In the city, the population was spread out with 25.1% under the age of 18, 19.1% from 18 to 24, 27.6% from 25 to 44, 17.2% from 45 to 64, and 11.1% who were 65 years of age or older. The median age was 29 years. For every 100 females there were 101.7 males. For every 100 females age 18 and over, there were 101.6 males.

The median income for a household in the city was $23,408, and the median income for a family was $25,808. Males had a median income of $29,159 versus $20,777 for females. The per capita income for the city was $12,924. About 27.5% of families and 32.0% of the population were below the poverty line, including 44.6% of those under age 18 and 21.2% of those age 65 or over.

Education

The City of Holly Springs is served by the Holly Springs School District.
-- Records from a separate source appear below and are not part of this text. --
//! HTTP API for the route builder.
//!
//! A thin JSON layer: selection events go in, route snapshots come out.
//! Rendering is left entirely to the client.

mod dto;
mod routes;
mod state;

pub use dto::*;
pub use routes::{AppError, create_router};
pub use state::{AppState, LiveEstimator};
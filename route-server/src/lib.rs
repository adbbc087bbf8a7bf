//! Bike-sharing route builder server.
//!
//! Merges the station feeds of two bike-sharing providers into one
//! catalog, and lets a user build an ordered route of stations where
//! every hop can be cycled within a fixed time budget.

pub mod catalog;
pub mod config;
pub mod domain;
pub mod feeds;
pub mod mapbox;
pub mod merge;
pub mod reach;
pub mod route;
pub mod web;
Rust College was established in 1866 by the Freedman's Aid Society of the Methodist Episcopal Church to serve freedmen and is a historically black college.
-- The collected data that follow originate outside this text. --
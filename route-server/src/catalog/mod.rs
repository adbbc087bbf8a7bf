//! Canonical station catalog.
//!
//! Holds the merged station set, fetched from both provider feeds at
//! startup and replaced wholesale on every periodic refresh. An optional
//! on-disk snapshot lets the server start when the feeds are down.

mod snapshot;
mod store;

pub use snapshot::{SnapshotCache, SnapshotConfig, SnapshotError};
pub use store::{CatalogError, RefreshReport, StationCatalog};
The now defunct Mississippi Industrial College, intended as a vocational training school, was located in Holly Springs, as was the Holly Springs Female Institute.

Notable people

  • Seth Adams (born 1985), University of Mississippi American football quarterback
  • Robert Belfour (1940–2015), blues musician
  • R. L. Burnside (1926–2005), blues musician
  • Edward Hull "Boss" Crump (1874–1954), head of the dominant Democratic Party political machine in Memphis during the first half of the 20th century, was born in Holly Springs
  • Cassi Davis (born 1964), actress.
  • Clifton DeBerry (1924–2006), born in Holly Springs, was the first black American nominated for President of the United States by a political party (Socialist Workers Party, 1964, 1980)
  • Wall Doxey (1892–1962), Mississippi politician, served as Congressman and United States Senator; Wall Doxey State Park was named after him
  • Ulysses S. Grant (1822–1885), wintered in Holly Springs prior to his attack on Vicksburg, Mississippi, during the Civil War
  • Syl Johnson (born 1936), blues and soul singer
  • Verina Morton Jones (1865–1943), African-American physician and the first woman to practice medicine in the state; served as resident physician at Rust College
  • Junior Kimbrough (1930–1998), blues musician
  • Clinton LeSueur (born 1969), Republican politician; he lost races in 2002 and 2004 for Mississippi's 2nd congressional district to incumbent Democrat Bennie Thompson
  • Jeremy LeSueur (born 1980), University of Michigan American football defensive back.
  • Paul Maholm (born 1982), pitcher for the Los Angeles Dodgers.
  • Mel and Tim (Mel Hardin and Tim McPherson), soul musicians from Holly Springs who recorded at Stax Records in Memphis, Tennessee.
  • Hiram Rhodes Revels (1822–1901), first African American to serve in the United States Senate, taught theology at Shaw University (present-day Rust College).
  • Shepard Smith (born 1964), Fox News Channel anchor, born in Holly Springs. Attended high school at Marshall Academy, one of the private schools in town.
  • James F. Trotter (1802–1866), judge and U.S. Senator who resided in Holly Springs until his death.
  • Sunya Walls (born 1979), TV News Anchor/Reporter
  • Edward Cary Walthall (1831–1898), Confederate General, lawyer, and U.S. Senator from Mississippi
  • Ida B. Wells (1862–1931), African-American civil rights, women's rights, and anti-lynching activist born in Holly Springs.
  • Absolom M. West (1818–1894), planter, politician, Civil War general and labor organizer, resided in Holly Springs after the American Civil War until his death.
  • William Faulkner was inspired to create his fictionalized Yoknapatawpha County by a diary found at a Holly Springs plantation.
  • The 1999 movie Cookie's Fortune was set and filmed in Holly Springs.
  • The Jackson, Mississippi band The Weeks sing about Holly Springs in their 2014 song "Brother in the Night."